TASK PROMPT =
Given the records below, pull every line with the word "LoginRequest" into the answer.

#####

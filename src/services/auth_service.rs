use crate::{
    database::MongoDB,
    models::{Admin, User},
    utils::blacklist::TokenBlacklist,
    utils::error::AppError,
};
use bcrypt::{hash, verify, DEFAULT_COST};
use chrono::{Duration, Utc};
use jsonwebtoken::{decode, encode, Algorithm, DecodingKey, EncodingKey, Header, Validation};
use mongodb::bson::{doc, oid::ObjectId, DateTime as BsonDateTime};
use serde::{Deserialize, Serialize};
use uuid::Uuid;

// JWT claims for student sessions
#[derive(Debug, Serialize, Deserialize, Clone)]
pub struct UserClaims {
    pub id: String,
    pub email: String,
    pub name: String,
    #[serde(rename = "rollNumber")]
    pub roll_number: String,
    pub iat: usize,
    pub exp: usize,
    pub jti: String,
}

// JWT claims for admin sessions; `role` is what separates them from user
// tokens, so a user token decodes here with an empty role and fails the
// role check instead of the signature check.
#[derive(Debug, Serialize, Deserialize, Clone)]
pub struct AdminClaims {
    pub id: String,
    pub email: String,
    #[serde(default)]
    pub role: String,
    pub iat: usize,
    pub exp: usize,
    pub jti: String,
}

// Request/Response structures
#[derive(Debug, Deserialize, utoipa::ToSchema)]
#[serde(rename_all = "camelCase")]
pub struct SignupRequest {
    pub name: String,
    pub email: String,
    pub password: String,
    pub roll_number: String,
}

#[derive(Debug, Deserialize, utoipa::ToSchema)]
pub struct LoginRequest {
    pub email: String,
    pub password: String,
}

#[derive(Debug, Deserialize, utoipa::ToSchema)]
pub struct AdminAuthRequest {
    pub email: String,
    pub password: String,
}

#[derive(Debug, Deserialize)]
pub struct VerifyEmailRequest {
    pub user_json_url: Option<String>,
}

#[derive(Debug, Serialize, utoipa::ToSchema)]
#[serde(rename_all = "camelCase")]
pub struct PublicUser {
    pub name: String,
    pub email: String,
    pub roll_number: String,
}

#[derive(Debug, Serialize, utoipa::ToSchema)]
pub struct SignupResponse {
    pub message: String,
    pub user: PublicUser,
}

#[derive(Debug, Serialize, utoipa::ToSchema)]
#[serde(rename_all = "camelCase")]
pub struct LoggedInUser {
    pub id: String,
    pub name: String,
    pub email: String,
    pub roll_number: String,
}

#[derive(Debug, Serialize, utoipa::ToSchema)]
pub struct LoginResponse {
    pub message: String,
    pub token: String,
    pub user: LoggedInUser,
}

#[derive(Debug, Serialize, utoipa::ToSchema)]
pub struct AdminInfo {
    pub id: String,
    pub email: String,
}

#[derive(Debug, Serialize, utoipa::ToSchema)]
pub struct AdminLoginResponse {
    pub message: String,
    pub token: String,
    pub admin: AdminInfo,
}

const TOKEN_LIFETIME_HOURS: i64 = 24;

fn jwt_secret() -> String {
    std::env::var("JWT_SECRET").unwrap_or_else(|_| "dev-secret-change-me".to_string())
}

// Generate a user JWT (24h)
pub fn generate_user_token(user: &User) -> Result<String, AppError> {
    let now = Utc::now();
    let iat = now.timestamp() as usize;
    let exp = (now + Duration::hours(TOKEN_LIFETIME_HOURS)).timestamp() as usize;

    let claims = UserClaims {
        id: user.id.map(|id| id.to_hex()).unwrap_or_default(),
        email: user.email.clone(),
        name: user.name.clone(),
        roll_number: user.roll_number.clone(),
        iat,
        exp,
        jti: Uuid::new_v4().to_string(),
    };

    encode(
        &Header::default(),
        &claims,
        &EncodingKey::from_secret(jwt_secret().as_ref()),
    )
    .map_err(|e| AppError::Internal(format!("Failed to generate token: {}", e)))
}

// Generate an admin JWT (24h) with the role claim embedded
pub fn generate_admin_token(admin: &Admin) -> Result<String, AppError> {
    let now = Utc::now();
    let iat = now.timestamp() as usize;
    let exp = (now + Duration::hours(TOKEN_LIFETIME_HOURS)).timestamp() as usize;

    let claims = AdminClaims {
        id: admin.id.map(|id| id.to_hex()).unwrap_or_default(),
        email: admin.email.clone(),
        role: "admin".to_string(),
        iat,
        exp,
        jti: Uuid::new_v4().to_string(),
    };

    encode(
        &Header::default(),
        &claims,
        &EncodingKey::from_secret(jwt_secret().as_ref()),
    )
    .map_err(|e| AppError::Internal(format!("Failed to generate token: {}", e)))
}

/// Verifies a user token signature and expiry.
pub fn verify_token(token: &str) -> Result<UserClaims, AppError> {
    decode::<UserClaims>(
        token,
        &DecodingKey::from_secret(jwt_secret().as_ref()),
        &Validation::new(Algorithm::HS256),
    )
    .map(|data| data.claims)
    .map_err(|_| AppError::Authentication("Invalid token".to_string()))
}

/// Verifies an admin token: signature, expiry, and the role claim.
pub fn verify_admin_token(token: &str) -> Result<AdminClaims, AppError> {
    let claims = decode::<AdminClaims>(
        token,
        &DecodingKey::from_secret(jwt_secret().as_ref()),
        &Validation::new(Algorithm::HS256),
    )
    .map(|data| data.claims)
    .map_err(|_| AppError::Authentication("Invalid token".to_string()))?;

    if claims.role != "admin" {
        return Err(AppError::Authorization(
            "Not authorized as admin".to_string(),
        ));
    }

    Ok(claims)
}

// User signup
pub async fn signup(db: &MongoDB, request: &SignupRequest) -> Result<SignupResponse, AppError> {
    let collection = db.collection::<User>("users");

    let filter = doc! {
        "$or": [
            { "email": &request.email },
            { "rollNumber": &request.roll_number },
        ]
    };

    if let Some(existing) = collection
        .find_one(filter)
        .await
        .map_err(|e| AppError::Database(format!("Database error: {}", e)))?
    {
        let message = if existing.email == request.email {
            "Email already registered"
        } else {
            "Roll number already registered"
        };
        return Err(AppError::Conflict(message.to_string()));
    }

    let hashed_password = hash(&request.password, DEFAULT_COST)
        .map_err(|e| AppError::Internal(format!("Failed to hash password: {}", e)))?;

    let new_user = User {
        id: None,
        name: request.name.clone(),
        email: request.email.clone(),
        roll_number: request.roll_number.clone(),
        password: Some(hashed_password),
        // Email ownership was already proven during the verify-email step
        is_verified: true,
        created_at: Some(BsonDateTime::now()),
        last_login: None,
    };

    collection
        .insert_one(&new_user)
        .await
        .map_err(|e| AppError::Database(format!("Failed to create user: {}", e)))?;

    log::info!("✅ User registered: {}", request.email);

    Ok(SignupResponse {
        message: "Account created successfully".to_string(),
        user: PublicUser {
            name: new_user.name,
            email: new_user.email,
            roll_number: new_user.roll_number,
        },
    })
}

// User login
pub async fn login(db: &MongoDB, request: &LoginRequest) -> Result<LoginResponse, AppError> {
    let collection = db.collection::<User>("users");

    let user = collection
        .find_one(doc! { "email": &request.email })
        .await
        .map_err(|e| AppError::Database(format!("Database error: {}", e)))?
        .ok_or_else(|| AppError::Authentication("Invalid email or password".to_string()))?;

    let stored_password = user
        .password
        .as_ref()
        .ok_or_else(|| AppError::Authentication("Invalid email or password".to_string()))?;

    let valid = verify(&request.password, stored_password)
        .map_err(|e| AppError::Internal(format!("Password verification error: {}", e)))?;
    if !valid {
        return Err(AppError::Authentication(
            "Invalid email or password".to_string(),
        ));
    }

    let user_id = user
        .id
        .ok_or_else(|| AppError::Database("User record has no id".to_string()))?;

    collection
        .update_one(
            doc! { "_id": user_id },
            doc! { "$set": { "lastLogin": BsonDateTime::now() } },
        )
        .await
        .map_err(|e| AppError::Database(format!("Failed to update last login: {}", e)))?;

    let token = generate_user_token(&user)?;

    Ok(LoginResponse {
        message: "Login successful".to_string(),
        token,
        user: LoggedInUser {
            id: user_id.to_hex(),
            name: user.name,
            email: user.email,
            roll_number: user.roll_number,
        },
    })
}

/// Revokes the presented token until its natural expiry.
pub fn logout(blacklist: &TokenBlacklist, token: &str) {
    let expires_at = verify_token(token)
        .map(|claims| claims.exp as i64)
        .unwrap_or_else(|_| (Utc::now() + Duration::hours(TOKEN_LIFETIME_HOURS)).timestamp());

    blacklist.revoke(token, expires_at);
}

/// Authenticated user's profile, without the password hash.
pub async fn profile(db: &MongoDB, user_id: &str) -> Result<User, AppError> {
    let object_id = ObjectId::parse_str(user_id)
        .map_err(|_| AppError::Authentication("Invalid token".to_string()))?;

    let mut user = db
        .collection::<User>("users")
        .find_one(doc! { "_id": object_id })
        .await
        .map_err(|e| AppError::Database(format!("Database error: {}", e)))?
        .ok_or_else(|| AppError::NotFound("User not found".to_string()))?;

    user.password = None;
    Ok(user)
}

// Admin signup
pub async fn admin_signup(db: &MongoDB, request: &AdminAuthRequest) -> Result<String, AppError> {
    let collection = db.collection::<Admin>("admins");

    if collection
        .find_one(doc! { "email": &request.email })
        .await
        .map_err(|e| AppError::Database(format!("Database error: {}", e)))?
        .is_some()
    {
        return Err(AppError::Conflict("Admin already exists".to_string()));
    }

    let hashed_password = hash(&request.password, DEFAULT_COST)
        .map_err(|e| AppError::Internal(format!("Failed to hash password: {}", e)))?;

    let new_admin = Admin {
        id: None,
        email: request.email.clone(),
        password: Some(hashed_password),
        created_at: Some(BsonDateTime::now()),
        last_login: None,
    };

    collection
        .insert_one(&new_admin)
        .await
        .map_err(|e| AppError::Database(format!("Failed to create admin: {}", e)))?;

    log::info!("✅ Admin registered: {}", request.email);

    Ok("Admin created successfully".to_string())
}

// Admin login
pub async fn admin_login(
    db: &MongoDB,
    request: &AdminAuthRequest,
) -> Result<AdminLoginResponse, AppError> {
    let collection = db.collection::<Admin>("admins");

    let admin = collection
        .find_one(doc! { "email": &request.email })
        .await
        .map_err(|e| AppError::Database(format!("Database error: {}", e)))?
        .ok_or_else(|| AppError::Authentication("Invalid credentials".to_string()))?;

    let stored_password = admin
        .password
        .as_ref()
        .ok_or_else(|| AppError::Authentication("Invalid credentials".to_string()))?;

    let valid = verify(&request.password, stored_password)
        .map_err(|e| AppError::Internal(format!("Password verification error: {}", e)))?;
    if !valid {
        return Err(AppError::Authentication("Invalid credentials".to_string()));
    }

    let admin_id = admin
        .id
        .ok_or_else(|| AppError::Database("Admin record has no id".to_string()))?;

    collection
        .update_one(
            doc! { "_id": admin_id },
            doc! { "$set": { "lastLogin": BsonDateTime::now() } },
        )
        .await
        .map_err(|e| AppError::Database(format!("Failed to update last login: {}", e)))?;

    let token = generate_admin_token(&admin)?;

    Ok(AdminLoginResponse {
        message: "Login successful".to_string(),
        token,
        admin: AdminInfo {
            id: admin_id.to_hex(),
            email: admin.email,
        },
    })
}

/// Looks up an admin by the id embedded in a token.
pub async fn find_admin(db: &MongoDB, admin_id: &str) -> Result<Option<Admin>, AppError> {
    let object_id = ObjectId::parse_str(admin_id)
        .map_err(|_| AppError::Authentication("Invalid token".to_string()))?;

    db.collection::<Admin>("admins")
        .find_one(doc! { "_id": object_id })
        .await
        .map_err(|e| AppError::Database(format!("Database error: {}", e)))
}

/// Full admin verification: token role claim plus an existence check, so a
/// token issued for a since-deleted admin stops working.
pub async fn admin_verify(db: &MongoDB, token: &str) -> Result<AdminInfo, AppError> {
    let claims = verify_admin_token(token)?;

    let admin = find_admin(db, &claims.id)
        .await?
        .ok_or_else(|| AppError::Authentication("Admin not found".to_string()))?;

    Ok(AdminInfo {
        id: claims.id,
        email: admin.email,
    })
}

#####

YOUR SOLUTION =
pub struct LoginRequest {
pub async fn login(db: &MongoDB, request: &LoginRequest) -> Result<LoginResponse, AppError> {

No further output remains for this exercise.